RAW DATA:
------------------------------------------------
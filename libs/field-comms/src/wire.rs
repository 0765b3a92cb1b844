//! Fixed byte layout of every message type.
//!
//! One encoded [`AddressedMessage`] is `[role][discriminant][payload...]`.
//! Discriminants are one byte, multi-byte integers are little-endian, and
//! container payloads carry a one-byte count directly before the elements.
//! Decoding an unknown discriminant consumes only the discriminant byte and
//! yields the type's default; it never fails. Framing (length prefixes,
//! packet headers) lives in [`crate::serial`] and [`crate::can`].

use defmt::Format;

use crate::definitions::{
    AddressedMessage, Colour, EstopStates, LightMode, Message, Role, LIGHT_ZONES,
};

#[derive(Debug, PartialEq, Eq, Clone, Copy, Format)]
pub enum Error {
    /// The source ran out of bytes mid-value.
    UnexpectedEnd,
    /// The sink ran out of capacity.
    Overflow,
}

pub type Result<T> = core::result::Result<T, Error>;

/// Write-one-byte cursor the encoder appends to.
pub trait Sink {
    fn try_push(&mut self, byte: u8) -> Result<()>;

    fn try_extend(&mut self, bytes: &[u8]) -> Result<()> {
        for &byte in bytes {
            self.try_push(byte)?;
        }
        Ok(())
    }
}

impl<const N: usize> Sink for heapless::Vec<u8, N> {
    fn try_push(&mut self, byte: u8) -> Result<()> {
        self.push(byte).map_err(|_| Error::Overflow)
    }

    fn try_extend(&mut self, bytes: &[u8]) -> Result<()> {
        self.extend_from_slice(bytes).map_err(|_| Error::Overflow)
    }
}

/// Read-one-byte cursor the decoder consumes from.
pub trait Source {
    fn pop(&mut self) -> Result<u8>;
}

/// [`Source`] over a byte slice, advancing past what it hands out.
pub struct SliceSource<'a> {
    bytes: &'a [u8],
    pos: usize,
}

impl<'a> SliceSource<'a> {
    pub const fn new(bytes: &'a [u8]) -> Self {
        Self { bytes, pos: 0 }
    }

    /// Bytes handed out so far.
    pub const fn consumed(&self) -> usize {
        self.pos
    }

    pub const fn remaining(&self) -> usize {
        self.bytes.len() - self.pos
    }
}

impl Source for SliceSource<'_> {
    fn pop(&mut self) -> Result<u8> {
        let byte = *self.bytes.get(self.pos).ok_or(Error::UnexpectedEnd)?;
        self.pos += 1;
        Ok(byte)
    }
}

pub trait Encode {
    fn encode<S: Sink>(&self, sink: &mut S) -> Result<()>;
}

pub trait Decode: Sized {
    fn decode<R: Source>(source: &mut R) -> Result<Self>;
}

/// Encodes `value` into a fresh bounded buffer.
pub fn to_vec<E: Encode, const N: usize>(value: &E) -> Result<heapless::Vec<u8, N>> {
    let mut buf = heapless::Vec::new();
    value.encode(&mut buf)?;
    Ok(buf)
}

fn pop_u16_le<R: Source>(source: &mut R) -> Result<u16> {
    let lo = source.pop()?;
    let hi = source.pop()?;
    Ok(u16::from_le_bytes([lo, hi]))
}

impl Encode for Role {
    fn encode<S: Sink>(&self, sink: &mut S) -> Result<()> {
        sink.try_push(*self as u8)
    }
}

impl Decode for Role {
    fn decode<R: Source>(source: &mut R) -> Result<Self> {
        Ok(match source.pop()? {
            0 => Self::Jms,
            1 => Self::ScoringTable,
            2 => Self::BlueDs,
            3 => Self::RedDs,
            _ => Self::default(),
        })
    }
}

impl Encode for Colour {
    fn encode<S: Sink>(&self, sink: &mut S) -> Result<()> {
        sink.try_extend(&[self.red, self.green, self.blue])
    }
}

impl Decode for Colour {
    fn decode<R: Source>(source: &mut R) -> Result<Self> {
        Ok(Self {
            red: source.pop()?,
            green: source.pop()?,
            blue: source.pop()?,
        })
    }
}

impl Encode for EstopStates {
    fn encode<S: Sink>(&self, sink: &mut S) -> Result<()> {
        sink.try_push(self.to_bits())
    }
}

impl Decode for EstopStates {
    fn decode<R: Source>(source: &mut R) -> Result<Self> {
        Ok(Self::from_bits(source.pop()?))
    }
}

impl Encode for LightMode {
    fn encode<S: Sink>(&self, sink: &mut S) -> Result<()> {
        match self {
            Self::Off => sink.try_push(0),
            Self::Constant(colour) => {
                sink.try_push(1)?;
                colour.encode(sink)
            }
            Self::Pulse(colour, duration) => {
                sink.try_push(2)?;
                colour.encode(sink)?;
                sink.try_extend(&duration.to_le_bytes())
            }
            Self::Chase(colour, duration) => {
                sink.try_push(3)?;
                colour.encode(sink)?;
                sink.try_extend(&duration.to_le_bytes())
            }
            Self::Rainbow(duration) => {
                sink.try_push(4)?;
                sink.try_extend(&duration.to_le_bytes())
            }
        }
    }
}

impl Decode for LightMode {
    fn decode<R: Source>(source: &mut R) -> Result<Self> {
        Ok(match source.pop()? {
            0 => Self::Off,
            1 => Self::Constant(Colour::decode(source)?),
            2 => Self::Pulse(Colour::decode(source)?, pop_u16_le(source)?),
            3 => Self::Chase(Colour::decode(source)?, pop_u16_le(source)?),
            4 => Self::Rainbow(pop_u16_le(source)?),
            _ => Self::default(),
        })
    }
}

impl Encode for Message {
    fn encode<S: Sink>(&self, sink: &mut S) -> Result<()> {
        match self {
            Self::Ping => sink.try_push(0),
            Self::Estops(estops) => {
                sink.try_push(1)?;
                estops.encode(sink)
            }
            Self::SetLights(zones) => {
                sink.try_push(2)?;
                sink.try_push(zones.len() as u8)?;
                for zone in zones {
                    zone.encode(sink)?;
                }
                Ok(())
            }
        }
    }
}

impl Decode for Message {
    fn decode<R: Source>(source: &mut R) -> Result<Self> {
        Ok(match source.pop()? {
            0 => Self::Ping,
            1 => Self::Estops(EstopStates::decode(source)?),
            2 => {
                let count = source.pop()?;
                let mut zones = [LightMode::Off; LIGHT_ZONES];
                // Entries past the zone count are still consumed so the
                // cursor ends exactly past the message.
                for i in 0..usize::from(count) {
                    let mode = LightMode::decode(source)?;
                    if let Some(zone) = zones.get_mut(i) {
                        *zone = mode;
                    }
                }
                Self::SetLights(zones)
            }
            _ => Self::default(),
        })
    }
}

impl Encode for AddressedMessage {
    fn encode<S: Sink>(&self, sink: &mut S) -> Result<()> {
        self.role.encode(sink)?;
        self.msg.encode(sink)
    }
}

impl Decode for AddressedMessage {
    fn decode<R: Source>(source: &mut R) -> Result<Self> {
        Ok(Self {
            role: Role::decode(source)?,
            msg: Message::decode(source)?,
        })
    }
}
------------------------------------------------
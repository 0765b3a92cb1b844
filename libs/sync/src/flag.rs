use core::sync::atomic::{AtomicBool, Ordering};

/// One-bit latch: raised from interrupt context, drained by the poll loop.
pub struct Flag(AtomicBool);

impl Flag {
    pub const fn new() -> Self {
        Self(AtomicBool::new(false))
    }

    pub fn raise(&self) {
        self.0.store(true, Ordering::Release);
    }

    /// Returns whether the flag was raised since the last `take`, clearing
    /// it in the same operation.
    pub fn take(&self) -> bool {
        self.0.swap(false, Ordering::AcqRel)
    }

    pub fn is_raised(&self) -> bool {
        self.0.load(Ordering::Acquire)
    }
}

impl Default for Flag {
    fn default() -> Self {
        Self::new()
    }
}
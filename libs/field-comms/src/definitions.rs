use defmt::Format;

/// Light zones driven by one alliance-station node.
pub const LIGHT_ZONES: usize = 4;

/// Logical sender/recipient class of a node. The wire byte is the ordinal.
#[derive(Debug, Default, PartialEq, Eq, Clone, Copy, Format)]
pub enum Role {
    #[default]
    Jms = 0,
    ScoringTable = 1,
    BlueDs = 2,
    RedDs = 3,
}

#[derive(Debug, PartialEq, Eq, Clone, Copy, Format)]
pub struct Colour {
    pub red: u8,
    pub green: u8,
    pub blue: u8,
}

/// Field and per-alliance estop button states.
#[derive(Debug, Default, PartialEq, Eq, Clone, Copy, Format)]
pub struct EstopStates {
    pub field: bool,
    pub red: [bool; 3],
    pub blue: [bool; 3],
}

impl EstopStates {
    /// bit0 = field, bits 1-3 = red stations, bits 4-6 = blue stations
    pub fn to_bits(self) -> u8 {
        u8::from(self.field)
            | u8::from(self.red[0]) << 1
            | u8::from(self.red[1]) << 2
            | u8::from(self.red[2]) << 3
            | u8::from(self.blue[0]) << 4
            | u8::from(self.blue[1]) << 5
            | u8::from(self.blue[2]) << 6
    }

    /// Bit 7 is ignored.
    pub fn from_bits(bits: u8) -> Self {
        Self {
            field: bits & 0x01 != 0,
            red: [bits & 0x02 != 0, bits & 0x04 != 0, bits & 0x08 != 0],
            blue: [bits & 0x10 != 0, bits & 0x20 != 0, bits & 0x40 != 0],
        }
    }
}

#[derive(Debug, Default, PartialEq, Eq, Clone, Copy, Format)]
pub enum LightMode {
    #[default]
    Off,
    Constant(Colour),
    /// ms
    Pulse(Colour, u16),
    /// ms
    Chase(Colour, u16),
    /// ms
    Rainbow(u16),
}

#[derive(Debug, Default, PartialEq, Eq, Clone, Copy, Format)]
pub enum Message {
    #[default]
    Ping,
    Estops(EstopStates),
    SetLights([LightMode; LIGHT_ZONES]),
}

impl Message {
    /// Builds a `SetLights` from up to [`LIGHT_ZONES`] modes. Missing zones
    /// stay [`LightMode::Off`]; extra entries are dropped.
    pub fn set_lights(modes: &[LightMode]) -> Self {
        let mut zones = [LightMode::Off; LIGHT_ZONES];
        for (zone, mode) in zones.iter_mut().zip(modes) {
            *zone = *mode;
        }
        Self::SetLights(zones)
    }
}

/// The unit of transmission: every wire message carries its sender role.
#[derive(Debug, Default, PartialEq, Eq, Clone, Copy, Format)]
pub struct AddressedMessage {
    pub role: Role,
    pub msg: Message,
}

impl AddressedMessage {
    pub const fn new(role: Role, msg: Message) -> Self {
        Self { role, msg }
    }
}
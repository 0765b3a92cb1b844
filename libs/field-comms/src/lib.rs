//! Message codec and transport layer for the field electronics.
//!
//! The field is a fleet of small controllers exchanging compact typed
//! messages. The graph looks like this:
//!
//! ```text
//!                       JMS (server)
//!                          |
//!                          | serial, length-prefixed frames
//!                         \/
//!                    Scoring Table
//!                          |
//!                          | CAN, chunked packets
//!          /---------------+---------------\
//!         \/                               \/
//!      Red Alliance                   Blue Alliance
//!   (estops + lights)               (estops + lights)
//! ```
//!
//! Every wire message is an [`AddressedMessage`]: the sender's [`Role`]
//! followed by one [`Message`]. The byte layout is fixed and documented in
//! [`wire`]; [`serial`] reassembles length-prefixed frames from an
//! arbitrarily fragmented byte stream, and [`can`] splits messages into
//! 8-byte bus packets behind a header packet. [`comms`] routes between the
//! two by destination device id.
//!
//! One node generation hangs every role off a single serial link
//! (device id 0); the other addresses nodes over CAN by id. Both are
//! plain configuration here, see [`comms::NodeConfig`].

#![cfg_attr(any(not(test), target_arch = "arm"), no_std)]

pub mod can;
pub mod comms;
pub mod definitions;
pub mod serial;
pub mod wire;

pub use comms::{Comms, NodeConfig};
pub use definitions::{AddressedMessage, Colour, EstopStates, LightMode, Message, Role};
------------------------------------------------
ABOUT THIS EXERCISE: For this exercise, please output exactly the lines above starting at the line with "filename libs/field-comms/src/wire.rs" and ending at the line with "pub enum Error", ends included.

OUTPUT OF THE TASK:
filename libs/field-comms/src/wire.rs
repository 0765b3a92cb1b844
//! Fixed byte layout of every message type.
//!
//! One encoded [`AddressedMessage`] is `[role][discriminant][payload...]`.
//! Discriminants are one byte, multi-byte integers are little-endian, and
//! container payloads carry a one-byte count directly before the elements.
//! Decoding an unknown discriminant consumes only the discriminant byte and
//! yields the type's default; it never fails. Framing (length prefixes,
//! packet headers) lives in [`crate::serial`] and [`crate::can`].

use defmt::Format;

use crate::definitions::{
    AddressedMessage, Colour, EstopStates, LightMode, Message, Role, LIGHT_ZONES,
};

#[derive(Debug, PartialEq, Eq, Clone, Copy, Format)]
pub enum Error {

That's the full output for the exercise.